More than 30 years ago, Bill McCabe noticed that when gas stations began replacing repair shops with convenience stores, one basic service was no longer being offered: air to fill up tires.
To fill the void in the market, he partnered with a company that made compressed air vending machines he then installed at service stations and allowed drivers to pump up their tires with the drop of a few quarters. Later, he broke rank with the distributor, devised his own design for the equipment and installed thousands of them across the East Coast, Texas and California.
“We manufacture them here on Long Island, install and maintain them,” says McCabe, the founding CEO of Service Station Vending Equipment, Inc. “That was the genesis of the company. There was no one offering a compressed air machine that was compact, 24 hours a day, that was easy to use.”
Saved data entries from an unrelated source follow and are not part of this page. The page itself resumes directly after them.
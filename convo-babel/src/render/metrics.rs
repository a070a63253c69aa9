//! Glyph metrics and WinAnsi encoding for the base-14 fonts.
//!
//! Widths are the standard Adobe AFM advance widths (1/1000 em) for the
//! printable ASCII range. Helvetica-Oblique shares Helvetica's widths and every
//! Courier glyph is 600 units wide.

use super::style::Font;

const HELVETICA_WIDTHS: [u16; 95] = [
    278, 278, 355, 556, 556, 889, 667, 191, 333, 333, 389, 584, 278, 333, 278, 278, // ' '..'/'
    556, 556, 556, 556, 556, 556, 556, 556, 556, 556, // '0'..'9'
    278, 278, 584, 584, 584, 556, 1015, // ':'..'@'
    667, 667, 722, 722, 667, 611, 778, 722, 278, 500, 667, 556, 833, // 'A'..'M'
    722, 778, 667, 778, 722, 667, 611, 722, 667, 944, 667, 667, 611, // 'N'..'Z'
    278, 278, 278, 469, 556, 333, // '['..'`'
    556, 556, 500, 556, 556, 278, 556, 556, 222, 222, 500, 222, 833, // 'a'..'m'
    556, 556, 556, 556, 333, 500, 278, 556, 500, 722, 500, 500, 500, // 'n'..'z'
    334, 260, 334, 584, // '{'..'~'
];

const HELVETICA_BOLD_WIDTHS: [u16; 95] = [
    278, 333, 474, 556, 556, 889, 722, 238, 333, 333, 389, 584, 278, 333, 278, 278, // ' '..'/'
    556, 556, 556, 556, 556, 556, 556, 556, 556, 556, // '0'..'9'
    333, 333, 584, 584, 584, 611, 975, // ':'..'@'
    722, 722, 722, 722, 667, 611, 778, 722, 278, 556, 722, 611, 833, // 'A'..'M'
    722, 778, 667, 778, 722, 667, 611, 722, 667, 944, 667, 667, 611, // 'N'..'Z'
    333, 278, 333, 584, 556, 333, // '['..'`'
    556, 611, 556, 611, 556, 333, 611, 611, 278, 278, 556, 278, 889, // 'a'..'m'
    611, 611, 611, 611, 389, 556, 333, 611, 556, 778, 556, 556, 500, // 'n'..'z'
    389, 280, 389, 584, // '{'..'~'
];

const COURIER_WIDTH: u16 = 600;
const BULLET_WIDTH: u16 = 350;
const FALLBACK_WIDTH: u16 = 556;

/// Map a character to its WinAnsiEncoding byte, `?` when it has none.
pub fn win_ansi_byte(c: char) -> u8 {
    match c {
        '\t' => b' ',
        ' '..='~' => c as u8,
        '\u{a0}'..='\u{ff}' => c as u32 as u8,
        '\u{20ac}' => 0x80,
        '\u{201a}' => 0x82,
        '\u{0192}' => 0x83,
        '\u{201e}' => 0x84,
        '\u{2026}' => 0x85,
        '\u{2020}' => 0x86,
        '\u{2021}' => 0x87,
        '\u{02c6}' => 0x88,
        '\u{2030}' => 0x89,
        '\u{0160}' => 0x8a,
        '\u{2039}' => 0x8b,
        '\u{0152}' => 0x8c,
        '\u{017d}' => 0x8e,
        '\u{2018}' => 0x91,
        '\u{2019}' => 0x92,
        '\u{201c}' => 0x93,
        '\u{201d}' => 0x94,
        '\u{2022}' => 0x95,
        '\u{2013}' => 0x96,
        '\u{2014}' => 0x97,
        '\u{02dc}' => 0x98,
        '\u{2122}' => 0x99,
        '\u{0161}' => 0x9a,
        '\u{203a}' => 0x9b,
        '\u{0153}' => 0x9c,
        '\u{017e}' => 0x9e,
        '\u{0178}' => 0x9f,
        _ => b'?',
    }
}

pub fn encode_win_ansi(text: &str) -> Vec<u8> {
    text.chars().map(win_ansi_byte).collect()
}

/// Advance width of one encoded byte, in 1/1000 em.
fn byte_width(font: Font, byte: u8) -> u16 {
    let table = match font {
        Font::Mono => return COURIER_WIDTH,
        Font::Bold => &HELVETICA_BOLD_WIDTHS,
        Font::Regular | Font::Oblique => &HELVETICA_WIDTHS,
    };
    match byte {
        0x20..=0x7e => table[(byte - 0x20) as usize],
        0x95 => BULLET_WIDTH,
        _ => FALLBACK_WIDTH,
    }
}

/// Width of `text` set in `font` at `size` points.
pub fn text_width(text: &str, font: Font, size: f32) -> f32 {
    let units: u32 = text
        .chars()
        .map(|c| u32::from(byte_width(font, win_ansi_byte(c))))
        .sum();
    units as f32 * size / 1000.0
}

/// Greedy word wrap into lines no wider than `max_width`.
///
/// Hard line breaks are kept (empty lines included), leading spaces of a line
/// survive, and words wider than a whole line are broken between characters.
/// Every line holds at least one character, so the result is finite for any
/// positive width.
pub fn wrap_lines(text: &str, font: Font, size: f32, max_width: f32) -> Vec<String> {
    let mut lines = Vec::new();
    for hard_line in text.split('\n') {
        if hard_line.is_empty() {
            lines.push(String::new());
            continue;
        }
        wrap_hard_line(hard_line, font, size, max_width, &mut lines);
    }
    lines
}

fn wrap_hard_line(line: &str, font: Font, size: f32, max_width: f32, lines: &mut Vec<String>) {
    let mut current = String::new();
    let mut width = 0.0;

    for piece in line.split_inclusive(' ') {
        let visible = piece.trim_end_matches(' ');
        if width + text_width(visible, font, size) <= max_width {
            current.push_str(piece);
            width += text_width(piece, font, size);
            continue;
        }

        if !current.trim().is_empty() {
            lines.push(current.trim_end().to_string());
            current.clear();
            width = 0.0;
        }
        if visible.is_empty() {
            continue;
        }

        if text_width(visible, font, size) <= max_width {
            current.push_str(piece);
            width = text_width(piece, font, size);
            continue;
        }

        // A single word wider than the line.
        for c in visible.chars() {
            let w = text_width(c.encode_utf8(&mut [0; 4]), font, size);
            if width + w > max_width && !current.is_empty() {
                lines.push(std::mem::take(&mut current));
                width = 0.0;
            }
            current.push(c);
            width += w;
        }
        if piece.len() > visible.len() {
            current.push(' ');
            width += text_width(" ", font, size);
        }
    }

    let tail = current.trim_end();
    if !tail.is_empty() || lines.is_empty() {
        lines.push(tail.to_string());
    }
}
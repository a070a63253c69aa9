//! Format implementations
//!
//! Each submodule implements [`crate::format::Format`] for one representation
//! of a conversation:
//!
//! | Format | Parse | Serialize | Notes                                   |
//! |--------|-------|-----------|-----------------------------------------|
//! | html   | yes   | no        | saved share page, selector driven       |
//! | json   | yes   | yes       | `{ title, url, messages }` data export  |
//! | pdf    | no    | yes       | rendered document, `pdf-export` feature |

pub mod html;
pub mod json;
#[cfg(feature = "pdf-export")]
pub mod pdf;

pub use html::HtmlFormat;
pub use json::JsonFormat;
#[cfg(feature = "pdf-export")]
pub use pdf::PdfFormat;
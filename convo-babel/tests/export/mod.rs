//! End to end export tests
//!
//! Share page or in-memory transcript in, artifact bytes out.

mod json;
#[cfg(feature = "pdf-export")]
mod pdf;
The 62-year-old Floral Park resident won’t discuss what his privately held family business is worth, but don’t say it’s worthless. He’s in the midst of a lawsuit against the Town of Hempstead, which requires gas stations to provide air for free — although each costs $2,000 annually to maintain.
“People think that air is free,” he says. “People think it comes out of the atmosphere and goes into a tire. It has to be compressed…and a lot of components have to be serviced.”
His machines don’t just blow air, they also suck. His coin-operated car vacuums are ubiquitous at gas stations, often found placed directly next to the air pumps — both encased in concrete.
Drivers who found their way to one of his machines either because the air in the tires were low or their car needed to be vacuumed helped McCabe inflate his national presence, one quarter at a time.